The audience applauded at the end of this, as if it were a real speech. For a room of people for whom NPR is sometimes hardly better than Fox News, it was thrilling to hear Bush actually say what every liberal is sure he means.
Derek Iverson, a slight young man with a brown beard and wire-framed glasses, who plays the Nader-loving host in the show and edited the Bush speeches with a friend who is a professional dialogue editor, also went after Warren Olney (host of KCRW's national show To the Point as well as Which Way L.A.?) by writing some fake promos for the show. An announcer smoothly asked, "Are homosexuals fucking each other or is the state of Texas fucking them? Today on What's the Point?"
"He's a very good interviewer. I give him a lot of credit," Iverson said later. "But he's so objective it kind of freaks me out. I have to wonder if he has any opinion at all. Or if he's even human."
He paused for a second.
"That's not even an attack so much as an observation," he said.
Another performer, playing the host of Bookweasel, skewered the self-righteous geekiness of public radio with a rant against the movie version of The Lord of the Rings.

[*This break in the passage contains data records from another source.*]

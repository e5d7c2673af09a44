// Copyright (C) 2026 Fred Clausen
// Use of this source code is governed by an MIT-style
// license that can be found in the LICENSE file or at
// https://opensource.org/licenses/MIT.

//! API boundary for the TraitPilot survey.
//!
//! Each function here is one survey operation: it takes already-decoded
//! input, drives exactly one store, and returns a typed response or an
//! `ApiError`. Transport concerns (routing, status codes, envelopes) live
//! in the server.

#![deny(
    clippy::pedantic,
    clippy::cargo,
    clippy::nursery,
    clippy::style,
    clippy::correctness,
    clippy::all
)]
#![allow(clippy::multiple_crate_versions)]

mod error;
mod request_response;
mod submission;

#[cfg(test)]
mod tests;

use serde::de::DeserializeOwned;
use serde_json::Value;
use tracing::{info, warn};
use traitpilot_domain::{
    FinalSelectionEntry, PROFILE_CATALOGUE, ProfileCatalogue, SelectionEntry, SubmissionRecord,
};
use traitpilot_persistence::{FinalSelectionStore, Lookup, ResponseArchive, SelectionStore};

pub use error::ApiError;
pub use request_response::{
    FINAL_SELECTION_SAVED_MESSAGE, FinalSelectionData, FinalSelectionRequest,
    NO_FINAL_SELECTION_MESSAGE, NO_SELECTIONS_MESSAGE, SELECTIONS_SAVED_MESSAGE,
    SaveResponseResponse, SaveSelectionsRequest, SelectionsData,
};
pub use submission::submission_from_json;

/// Result type for API operations.
pub type ApiResult<T> = Result<T, ApiError>;

/// Decodes a raw request body.
///
/// No content type is required; the bytes only have to be JSON.
///
/// # Errors
///
/// Returns `ApiError::MalformedBody` with the decoder's message if the
/// bytes are not valid JSON for `T`.
pub fn parse_body<T: DeserializeOwned>(bytes: &[u8]) -> ApiResult<T> {
    Ok(serde_json::from_slice(bytes)?)
}

/// Returns the profile catalogue.
#[must_use]
pub fn list_profiles() -> ProfileCatalogue {
    PROFILE_CATALOGUE
}

/// Records a completed assessment in the archive.
///
/// Duplicate participant ids are appended as separate rows.
///
/// # Errors
///
/// Returns an error if the body cannot be decoded into a submission or the
/// archive cannot be written.
pub fn save_response(archive: &ResponseArchive, body: &Value) -> ApiResult<SaveResponseResponse> {
    let record: SubmissionRecord = submission_from_json(body)?;
    archive.append(&record)?;

    info!(participant_id = %record.participant_id, "Recorded submission");
    Ok(SaveResponseResponse {
        participant_id: record.participant_id,
    })
}

/// Replaces a participant's in-progress selections.
///
/// # Errors
///
/// Returns an error if `userId` is missing or the store cannot be
/// rewritten.
pub fn save_selections(store: &SelectionStore, request: SaveSelectionsRequest) -> ApiResult<()> {
    let user_id: String = required_user_id(request.user_id)?;
    let entry: SelectionEntry = store.put_selection(
        &user_id,
        request.yes_profiles.unwrap_or_default(),
        request.maybe_profiles.unwrap_or_default(),
    )?;

    info!(
        user_id = %user_id,
        yes = entry.yes_profiles.len(),
        maybe = entry.maybe_profiles.len(),
        "Saved selections"
    );
    Ok(())
}

/// Returns a participant's in-progress selections.
///
/// A participant with no entry gets empty lists and no timestamp, as long
/// as the store has been written at least once. A missing `userId` is
/// looked up like any other absent participant.
///
/// # Errors
///
/// Returns `ApiError::NotFound` if no selections have ever been stored, or
/// an error if the store cannot be read.
pub fn get_selections(store: &SelectionStore, user_id: Option<&str>) -> ApiResult<SelectionsData> {
    match store.get_selection(lookup_key(user_id))? {
        Lookup::Found(entry) => Ok(SelectionsData::from(entry)),
        Lookup::Missing => Ok(SelectionsData::default()),
        Lookup::NoStore => Err(ApiError::NotFound {
            message: String::from(NO_SELECTIONS_MESSAGE),
        }),
    }
}

/// Replaces a participant's final team.
///
/// # Errors
///
/// Returns `ApiError::Validation` unless exactly four profiles are given
/// (the store is left untouched), or an error if `userId` is missing or the
/// store cannot be rewritten.
pub fn submit_final_selection(
    store: &FinalSelectionStore,
    request: FinalSelectionRequest,
) -> ApiResult<()> {
    let user_id: String = required_user_id(request.user_id)?;
    let profiles = request.final_profiles.unwrap_or_default();

    let entry: FinalSelectionEntry = store
        .put_final_selection(&user_id, profiles)
        .inspect_err(|err| warn!(user_id = %user_id, error = %err, "Rejected final selection"))?;

    info!(user_id = %user_id, profiles = ?entry.final_profiles, "Saved final selection");
    Ok(())
}

/// Returns a participant's final team.
///
/// Lookup follows the same rules as [`get_selections`].
///
/// # Errors
///
/// Returns `ApiError::NotFound` if no final selection has ever been stored,
/// or an error if the store cannot be read.
pub fn get_final_selection(
    store: &FinalSelectionStore,
    user_id: Option<&str>,
) -> ApiResult<FinalSelectionData> {
    match store.get_final_selection(lookup_key(user_id))? {
        Lookup::Found(entry) => Ok(FinalSelectionData::from(entry)),
        Lookup::Missing => Ok(FinalSelectionData::default()),
        Lookup::NoStore => Err(ApiError::NotFound {
            message: String::from(NO_FINAL_SELECTION_MESSAGE),
        }),
    }
}

/// An empty `userId` counts as missing for every operation.
fn user_id_given<S: AsRef<str>>(user_id: Option<S>) -> Option<S> {
    user_id.filter(|id| !id.as_ref().is_empty())
}

fn required_user_id(user_id: Option<String>) -> ApiResult<String> {
    user_id_given(user_id).ok_or_else(|| ApiError::missing_field("userId"))
}

// Writes never store an empty id, so a missing id reads as an absent key.
fn lookup_key(user_id: Option<&str>) -> &str {
    user_id_given(user_id).unwrap_or_default()
}
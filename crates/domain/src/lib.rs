// Copyright (C) 2026 Fred Clausen
// Use of this source code is governed by an MIT-style
// license that can be found in the LICENSE file or at
// https://opensource.org/licenses/MIT.

//! Domain types for the TraitPilot survey.
//!
//! This crate owns everything about the study that is independent of
//! storage and transport: the fixed catalogue of candidate teammate
//! profiles, the shape of a completed submission, and the in-progress and
//! final selection entries.

#![deny(
    clippy::pedantic,
    clippy::cargo,
    clippy::nursery,
    clippy::style,
    clippy::correctness,
    clippy::all,
    clippy::suspicious,
    clippy::complexity,
    clippy::perf,
    clippy::unwrap_used,
    clippy::expect_used
)]

mod catalogue;
mod error;
mod selection;
mod submission;
mod types;

#[cfg(test)]
mod tests;

pub use catalogue::{PROFILE_CATALOGUE, ProfileCatalogue, ProfileRecord};
pub use error::DomainError;
pub use selection::{FinalSelection, FinalSelectionEntry, SelectionEntry};
pub use submission::SubmissionRecord;
pub use types::{
    Answer, FINAL_SELECTION_SIZE, PERSONALITY_ITEM_COUNT, PROFILE_COUNT, ProfileDecision, ProfileId,
    Timestamp, TraitLevel,
};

"As chancellor of the exchequer of the Elrond Society of North America, and vice chairperson of the annual Hobbits Day Blueberry Picking Festival, one might claim that I am a bit of a purist," he sniffed. "Nothing could be further from the truth."
Most of the performers' energy, though, was devoted to the creeping centrism and corporateness of public radio, and the audience seemed energized by that message.
Outside, after the show was over, people were buzzing as if they'd just seen the hot new movie at Sundance.
I asked Sandy Marr, a woman with a feather in her long hair, what she thought of the show.
"It was fabulous," she gushed. She's an activist for Pacifica. She said that except for Pacifica, there is no reliable media source for the left. Not even the L.A. Weekly, she told me pointedly. That's why we're in the political state we're in, she said.
"People need to come out and support people like Nader," she continued.
I replied that it seemed to me that one of the interesting things about the performance we'd just seen was that the Nader-voting host is not, in the end, a hero. He's ineffectual, and can't save public radio or even himself. The satire seemed as much a critique of the left as of the right, I said.
She nodded vigorously but misunderstood what I was saying. "I have a lot of friends -- real liberals," she assured me, "and they voted for Gore, secretly."